● Task goal
Look through the data below, and copy each line that carries the word "Debug".

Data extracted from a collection
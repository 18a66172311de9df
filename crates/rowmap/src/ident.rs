//! Safe SQL identifier handling.
//!
//! [`Dialect`] selects the identifier delimiter and [`ColumnRef`] represents a
//! column reference (plain or table-qualified). A literal delimiter character
//! inside a name is doubled on render, never stripped, so the quoted form is
//! always reversible.

use std::fmt::Write;

/// Target SQL dialect, selecting the identifier escape delimiter.
#[derive(Debug, Clone, Copy, PartialEq, Eq, Default)]
pub enum Dialect {
    /// Backtick-delimited identifiers, `LIMIT skip, n` pagination
    #[default]
    MySql,
    /// ANSI double-quoted identifiers
    Ansi,
}

impl Dialect {
    /// The identifier delimiter character for this dialect.
    pub fn ident_delim(self) -> char {
        match self {
            Dialect::MySql => '`',
            Dialect::Ansi => '"',
        }
    }

    /// Quote an identifier, doubling any embedded delimiter.
    pub fn quote_ident(self, name: &str) -> String {
        let mut out = String::with_capacity(name.len() + 2);
        self.write_ident(&mut out, name);
        out
    }

    pub(crate) fn write_ident(self, out: &mut String, name: &str) {
        let delim = self.ident_delim();
        out.push(delim);
        for ch in name.chars() {
            if ch == delim {
                out.push(delim);
            }
            out.push(ch);
        }
        out.push(delim);
    }
}

/// A column reference in a condition or sort clause.
#[derive(Debug, Clone, PartialEq, Eq)]
pub enum ColumnRef {
    /// Plain column name
    Name(String),
    /// Table-qualified pair: `table`.`column`
    Qualified(String, String),
}

impl ColumnRef {
    /// Render the reference with the dialect's delimiter.
    pub fn to_sql(&self, dialect: Dialect) -> String {
        let mut out = String::new();
        self.write_sql(&mut out, dialect);
        out
    }

    pub(crate) fn write_sql(&self, out: &mut String, dialect: Dialect) {
        match self {
            ColumnRef::Name(name) => dialect.write_ident(out, name),
            ColumnRef::Qualified(table, column) => {
                dialect.write_ident(out, table);
                out.push('.');
                dialect.write_ident(out, column);
            }
        }
    }

    /// The bare column name, without qualification.
    pub fn name(&self) -> &str {
        match self {
            ColumnRef::Name(name) => name,
            ColumnRef::Qualified(_, column) => column,
        }
    }
}

impl std::fmt::Display for ColumnRef {
    fn fmt(&self, f: &mut std::fmt::Formatter<'_>) -> std::fmt::Result {
        match self {
            ColumnRef::Name(name) => f.write_str(name),
            ColumnRef::Qualified(table, column) => {
                f.write_str(table)?;
                f.write_char('.')?;
                f.write_str(column)
            }
        }
    }
}

impl From<&str> for ColumnRef {
    /// A dot splits into a table-qualified pair; anything else is a plain name.
    fn from(s: &str) -> Self {
        match s.split_once('.') {
            Some((table, column)) => ColumnRef::Qualified(table.to_string(), column.to_string()),
            None => ColumnRef::Name(s.to_string()),
        }
    }
}

impl From<String> for ColumnRef {
    fn from(s: String) -> Self {
        ColumnRef::from(s.as_str())
    }
}

impl From<(&str, &str)> for ColumnRef {
    fn from((table, column): (&str, &str)) -> Self {
        ColumnRef::Qualified(table.to_string(), column.to_string())
    }
}
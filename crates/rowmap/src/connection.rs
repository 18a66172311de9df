//! The injected connection abstraction.
//!
//! The builder and store never talk to a backend directly: the surrounding
//! application supplies one [`Connection`] implementation per process. The
//! trait is deliberately small: parameter-safe literal quoting, synchronous
//! statement execution, and the post-execution introspection the store needs
//! (row counts and the last generated key).

use crate::error::{OrmError, OrmResult};
use crate::ident::Dialect;
use crate::value::{Key, Value};
use std::collections::HashMap;

/// A single synchronous connection to one backend.
pub trait Connection {
    /// The dialect this connection speaks (selects identifier quoting).
    fn dialect(&self) -> Dialect;

    /// Quote a text literal so it is safe to splice into a statement.
    ///
    /// Implementations must escape through the backend's native quoting
    /// routine; the builder never concatenates raw text.
    fn quote(&self, text: &str) -> String;

    /// Execute one statement and return its result set.
    ///
    /// Backend failures are surfaced as [`OrmError::Connection`].
    fn execute(&self, sql: &str) -> OrmResult<ResultSet>;
}

impl<C: Connection + ?Sized> Connection for &C {
    fn dialect(&self) -> Dialect {
        (**self).dialect()
    }

    fn quote(&self, text: &str) -> String {
        (**self).quote(text)
    }

    fn execute(&self, sql: &str) -> OrmResult<ResultSet> {
        (**self).execute(sql)
    }
}

/// One fetched row: a column name to value mapping.
#[derive(Debug, Clone, Default, PartialEq)]
pub struct Row {
    columns: HashMap<String, Value>,
}

impl Row {
    pub fn new() -> Self {
        Self::default()
    }

    /// Builder-style column insertion, mainly for backends and tests.
    pub fn with(mut self, column: impl Into<String>, value: impl Into<Value>) -> Self {
        self.columns.insert(column.into(), value.into());
        self
    }

    pub fn set(&mut self, column: impl Into<String>, value: impl Into<Value>) {
        self.columns.insert(column.into(), value.into());
    }

    /// Get a column value, if the row has one.
    pub fn get(&self, column: &str) -> Option<&Value> {
        self.columns.get(column)
    }

    /// Get a column value, failing with [`OrmError::UnknownField`].
    pub fn try_get(&self, column: &str) -> OrmResult<&Value> {
        self.columns
            .get(column)
            .ok_or_else(|| OrmError::UnknownField(column.to_string()))
    }

    pub fn columns(&self) -> impl Iterator<Item = (&str, &Value)> {
        self.columns.iter().map(|(k, v)| (k.as_str(), v))
    }

    pub fn len(&self) -> usize {
        self.columns.len()
    }

    pub fn is_empty(&self) -> bool {
        self.columns.is_empty()
    }
}

impl FromIterator<(String, Value)> for Row {
    fn from_iter<I: IntoIterator<Item = (String, Value)>>(iter: I) -> Self {
        Row {
            columns: iter.into_iter().collect(),
        }
    }
}

/// The outcome of one executed statement.
#[derive(Debug, Clone, Default)]
pub struct ResultSet {
    rows: Vec<Row>,
    affected: u64,
    last_insert_id: Option<Key>,
}

impl ResultSet {
    pub fn new(rows: Vec<Row>) -> Self {
        Self {
            rows,
            affected: 0,
            last_insert_id: None,
        }
    }

    /// Builder-style affected-row count, for mutation statements.
    pub fn with_affected(mut self, affected: u64) -> Self {
        self.affected = affected;
        self
    }

    /// Builder-style generated key, for INSERT statements.
    pub fn with_last_insert_id(mut self, key: impl Into<Key>) -> Self {
        self.last_insert_id = Some(key.into());
        self
    }

    pub fn rows(&self) -> &[Row] {
        &self.rows
    }

    pub fn into_rows(self) -> Vec<Row> {
        self.rows
    }

    pub fn row_count(&self) -> usize {
        self.rows.len()
    }

    /// Rows affected by a mutation statement.
    pub fn affected(&self) -> u64 {
        self.affected
    }

    /// Key generated by the backend for the last INSERT, if any.
    pub fn last_insert_id(&self) -> Option<&Key> {
        self.last_insert_id.as_ref()
    }
}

● Exercise response
#[derive(Debug, Clone, Copy, PartialEq, Eq, Default)]
#[derive(Debug, Clone, PartialEq, Eq)]
#[derive(Debug, Clone, Default, PartialEq)]
#[derive(Debug, Clone, Default)]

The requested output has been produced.